Enquanto decorria o desfile e o acender da pira olímpica, portanto, a cerca de 12 horas de início das competições, no Grand Palais Éphémère, onde está o judo, havia ainda obras para reforçar, de forma a ser seguro, o pódio onde estão montados os tatamis e reparavam-se os tetos que metiam água da chuva há dois dias. As balanças das pesagens oficiais, na véspera de cada categoria e no dia de prova, tiveram de ser arrancadas do chão porque este estava… desnivelado. E conto o resto.
Entretanto, na Paris La Défense Arena, recinto onde está a natação, já se sabia que a profundidade da piscina é de 2,15 m em vez dos 3 m que são exigidos pelo COI e em que foram disputados os quatro Jogos anteriores.
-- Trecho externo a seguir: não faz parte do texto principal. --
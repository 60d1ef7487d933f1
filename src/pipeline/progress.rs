/*!
 * Progress events.
 *
 * Every event is first appended to the job's event log in the database and
 * then broadcast to live subscribers. Subscribers replay the log before
 * following the broadcast, and fall back to the log whenever they miss
 * broadcast messages, so polling and streaming always agree.
 */

use anyhow::Result;
use futures::stream::{self, Stream};
use log::warn;
use parking_lot::Mutex;
use std::collections::{HashMap, VecDeque};
use std::sync::Arc;
use tokio::sync::broadcast;
use tokio::sync::broadcast::error::RecvError;

use super::stage::Stage;
use crate::database::models::JobEventRecord;
use crate::database::Repository;

/// Broadcast buffer per job; slower subscribers re-read the log
const CHANNEL_CAPACITY: usize = 256;

/// Persists progress events and fans them out to subscribers
#[derive(Clone)]
pub struct ProgressHub {
    repo: Repository,
    channels: Arc<Mutex<HashMap<String, broadcast::Sender<JobEventRecord>>>>,
}

impl ProgressHub {
    /// Create a hub over the job event log
    pub fn new(repo: Repository) -> Self {
        Self {
            repo,
            channels: Arc::new(Mutex::new(HashMap::new())),
        }
    }

    /// Record in-stage progress and broadcast the stored event
    pub async fn emit(&self, job_id: &str, percentage: f64, detail: Option<String>) -> Result<JobEventRecord> {
        let event = self.repo.append_progress(job_id, percentage, detail).await?;
        self.publish(&event);
        Ok(event)
    }

    /// Broadcast an event that is already persisted
    pub fn publish(&self, event: &JobEventRecord) {
        let mut channels = self.channels.lock();
        if let Some(sender) = channels.get(&event.job_id) {
            // No receivers is fine: the log has the event
            let _ = sender.send(event.clone());
        }
        let unused = channels
            .get(&event.job_id)
            .is_some_and(|sender| sender.receiver_count() == 0);
        if unused || event.stage.is_terminal() {
            channels.remove(&event.job_id);
        }
    }

    /// Full event history of a job
    pub async fn replay(&self, job_id: &str) -> Result<Vec<JobEventRecord>> {
        self.repo.get_events(job_id, 0).await
    }

    fn receiver(&self, job_id: &str) -> broadcast::Receiver<JobEventRecord> {
        self.channels
            .lock()
            .entry(job_id.to_string())
            .or_insert_with(|| broadcast::channel(CHANNEL_CAPACITY).0)
            .subscribe()
    }

    /// Progress events of a job, from the first one, until it reaches a
    /// terminal stage. Unknown jobs yield an empty stream.
    pub fn subscribe(&self, job_id: &str) -> impl Stream<Item = JobEventRecord> + Send + 'static {
        // Subscribe before reading the log so nothing falls in between
        let subscription = Subscription {
            hub: self.clone(),
            job_id: job_id.to_string(),
            receiver: self.receiver(job_id),
            backlog: VecDeque::new(),
            last_seq: 0,
            needs_reload: true,
            finished: false,
        };

        stream::unfold(subscription, |mut subscription| async move {
            let event = subscription.next_event().await?;
            Some((event, subscription))
        })
    }
}

struct Subscription {
    hub: ProgressHub,
    job_id: String,
    receiver: broadcast::Receiver<JobEventRecord>,
    backlog: VecDeque<JobEventRecord>,
    last_seq: i64,
    needs_reload: bool,
    finished: bool,
}

impl Subscription {
    async fn reload(&mut self) -> Option<()> {
        self.needs_reload = false;
        match self.hub.repo.get_events(&self.job_id, self.last_seq).await {
            Ok(events) => {
                self.backlog.extend(events);
                Some(())
            }
            Err(e) => {
                warn!("Progress log for job {} unavailable: {:#}", self.job_id, e);
                None
            }
        }
    }

    async fn next_event(&mut self) -> Option<JobEventRecord> {
        loop {
            if self.finished {
                return None;
            }

            if self.needs_reload {
                self.reload().await?;
                if self.last_seq == 0 && self.backlog.is_empty() {
                    // Nothing logged means the job does not exist
                    self.finished = true;
                    continue;
                }
            }

            if let Some(event) = self.backlog.pop_front() {
                if event.seq <= self.last_seq {
                    continue;
                }
                self.last_seq = event.seq;
                if event.stage.is_terminal() {
                    self.finished = true;
                    self.hub.channels.lock().remove(&self.job_id);
                }
                return Some(event);
            }

            match self.receiver.recv().await {
                Ok(event) => self.backlog.push_back(event),
                Err(RecvError::Lagged(skipped)) => {
                    warn!("Subscriber of job {} lagged by {} events, re-reading log", self.job_id, skipped);
                    self.needs_reload = true;
                }
                Err(RecvError::Closed) => {
                    self.reload().await?;
                    if self.backlog.is_empty() {
                        return None;
                    }
                }
            }
        }
    }
}

impl Drop for Subscription {
    fn drop(&mut self) {
        // Let go of our receiver first so the count below excludes it
        drop(std::mem::replace(&mut self.receiver, broadcast::channel(1).1));

        let mut channels = self.hub.channels.lock();
        if channels
            .get(&self.job_id)
            .is_some_and(|sender| sender.receiver_count() == 0)
        {
            channels.remove(&self.job_id);
        }
    }
}

/// Progress reporter for one running stage.
///
/// Maps fractions of the stage's work onto its band and never reports a
/// lower percentage than before.
pub struct StageProgress {
    hub: ProgressHub,
    job_id: String,
    stage: Stage,
    last: Mutex<f64>,
}

impl StageProgress {
    /// Reporter starting at the beginning of the stage band
    pub fn new(hub: ProgressHub, job_id: &str, stage: Stage) -> Self {
        Self {
            hub,
            job_id: job_id.to_string(),
            stage,
            last: Mutex::new(stage.band().0),
        }
    }

    /// Stage being reported
    pub fn stage(&self) -> Stage {
        self.stage
    }

    /// Report that `fraction` of the stage is complete
    pub async fn update(&self, fraction: f64, detail: Option<String>) -> Result<()> {
        let percentage = self.stage.percentage_at(fraction);
        {
            let mut last = self.last.lock();
            if percentage <= *last && detail.is_none() {
                return Ok(());
            }
            *last = last.max(percentage);
        }
        let reported = *self.last.lock();
        self.hub.emit(&self.job_id, reported, detail).await?;
        Ok(())
    }

    /// Report a message without moving the percentage
    pub async fn detail(&self, message: impl Into<String>) -> Result<()> {
        let reported = *self.last.lock();
        self.hub.emit(&self.job_id, reported, Some(message.into())).await?;
        Ok(())
    }
}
O tanque até é de montar, será levado para outro lado, por isso tudo poderia ter sido tratado quando começaram a construção. Antes a piscina era utilizada igualmente para a natação artística, mas agora, com tal profundidade, servirá apenas para o polo aquático.
Ao longo do anos os engenheiros de piscinas analisam tudo e, por exemplo, foi-se descobrindo que por onde entra e sai a água afetava a competição, passou a existir as pistas 0 e 9, sem ninguém, para que quem vai na ponta não seja prejudicado no retorto da água na parede lateral e sabe-se que a profundidade, com a impulsão das braçadas no fundo, também influi na velocidade, assim como o material.
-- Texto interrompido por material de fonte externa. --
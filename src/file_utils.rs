use anyhow::{Context, Result};
use std::fs;
use std::path::{Path, PathBuf};
use walkdir::WalkDir;

// @module: File and directory utilities

// @struct: File operations utility
pub struct FileManager;

impl FileManager {
    // @checks: File existence
    pub fn file_exists<P: AsRef<Path>>(path: P) -> bool {
        path.as_ref().is_file()
    }

    // @checks: Directory existence
    pub fn dir_exists<P: AsRef<Path>>(path: P) -> bool {
        path.as_ref().is_dir()
    }

    // @creates: Directory and parents if needed
    pub fn ensure_dir<P: AsRef<Path>>(path: P) -> Result<()> {
        let path = path.as_ref();
        if !path.exists() {
            fs::create_dir_all(path)
                .with_context(|| format!("Failed to create directory: {}", path.display()))?;
        }
        Ok(())
    }

    /// Find source documents under a directory, sorted by path
    pub fn find_documents<P: AsRef<Path>>(dir: P) -> Result<Vec<PathBuf>> {
        let mut result = Vec::new();

        for entry in WalkDir::new(dir.as_ref()).follow_links(true) {
            let entry = entry.context("Failed to read directory entry")?;
            let path = entry.path();

            if path.is_file() && Self::detect_file_type(path) != FileType::Unsupported {
                result.push(path.to_path_buf());
            }
        }

        result.sort();
        Ok(result)
    }

    /// Expand a file or directory argument into document paths
    pub fn collect_inputs<P: AsRef<Path>>(input: P) -> Result<Vec<PathBuf>> {
        let input = input.as_ref();
        if Self::dir_exists(input) {
            return Self::find_documents(input);
        }
        if !Self::file_exists(input) {
            return Err(anyhow::anyhow!("Input does not exist: {}", input.display()));
        }
        Ok(vec![input.to_path_buf()])
    }

    // @returns: File name of a path, or the path itself
    pub fn display_name<P: AsRef<Path>>(path: P) -> String {
        let path = path.as_ref();
        path.file_name()
            .map(|n| n.to_string_lossy().into_owned())
            .unwrap_or_else(|| path.display().to_string())
    }

    /// Classify a file by extension
    pub fn detect_file_type<P: AsRef<Path>>(path: P) -> FileType {
        let ext = path
            .as_ref()
            .extension()
            .map(|e| e.to_string_lossy().to_lowercase())
            .unwrap_or_default();

        match ext.as_str() {
            "txt" => FileType::PlainText,
            "md" | "markdown" => FileType::Markdown,
            _ => FileType::Unsupported,
        }
    }
}

/// Enum representing different file types
#[derive(Debug, Clone, Copy, PartialEq, Eq)]
pub enum FileType {
    /// Plain UTF-8 text
    PlainText,
    /// Markdown text
    Markdown,
    /// Anything else
    Unsupported,
}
Ora, até ao momento em Paris -2024 não caíram recordes do mundo e não há sucessivos máximos nacionais. Pensa-se que a estrutura e profundidade estão a ter influência e para piorar o fundo, entre outros objetos técnicos, está cheio de câmaras, para transmissão e controlo, e também isto prejudica.
Por fim, o impensável. Nadar no rio Sena no triatlo, já adiado uma vez, e na maratona de águas abertas. O que interessa políticos irem lá chapinhar meia dúzia de metros, onde só falta levarem a bóia do patinho à cintura. Fazem eles ideia da velocidade a que os nadadores vão? Do que são as cotoveladas e pontapés que acontecem nos 10 km de águas abertas e a quantidade de água que os atletas engolem? Como é, se adoecerem por causa da bactéria E-coli é considerado doping ou suplemento?
Sou a favor que se tente despoluir o Sena e se tenha investido milhões no sistema de esgotos num projeto de futuro, agora, depois de já ter sido adiado no ano passado o test event, continuar a existir poluição insistir que as provas têm de ser ali e manter atletas, que se prepararam ao pormenor para aquela data, em dúvida até meia dúzia de horas da competição, se vão ou não competir e dizer que só ao quarto adiamento é que a prova será transferida para outro local já parece desrespeito.
E as federações internacionais que tanto visitaram Paris ao longo os últimos anos, o que é que andaram a fazer? A ver a Torre Eiffel? São demasiados erros olímpicos e ainda nem fez uma semana e já se sabe de tudo."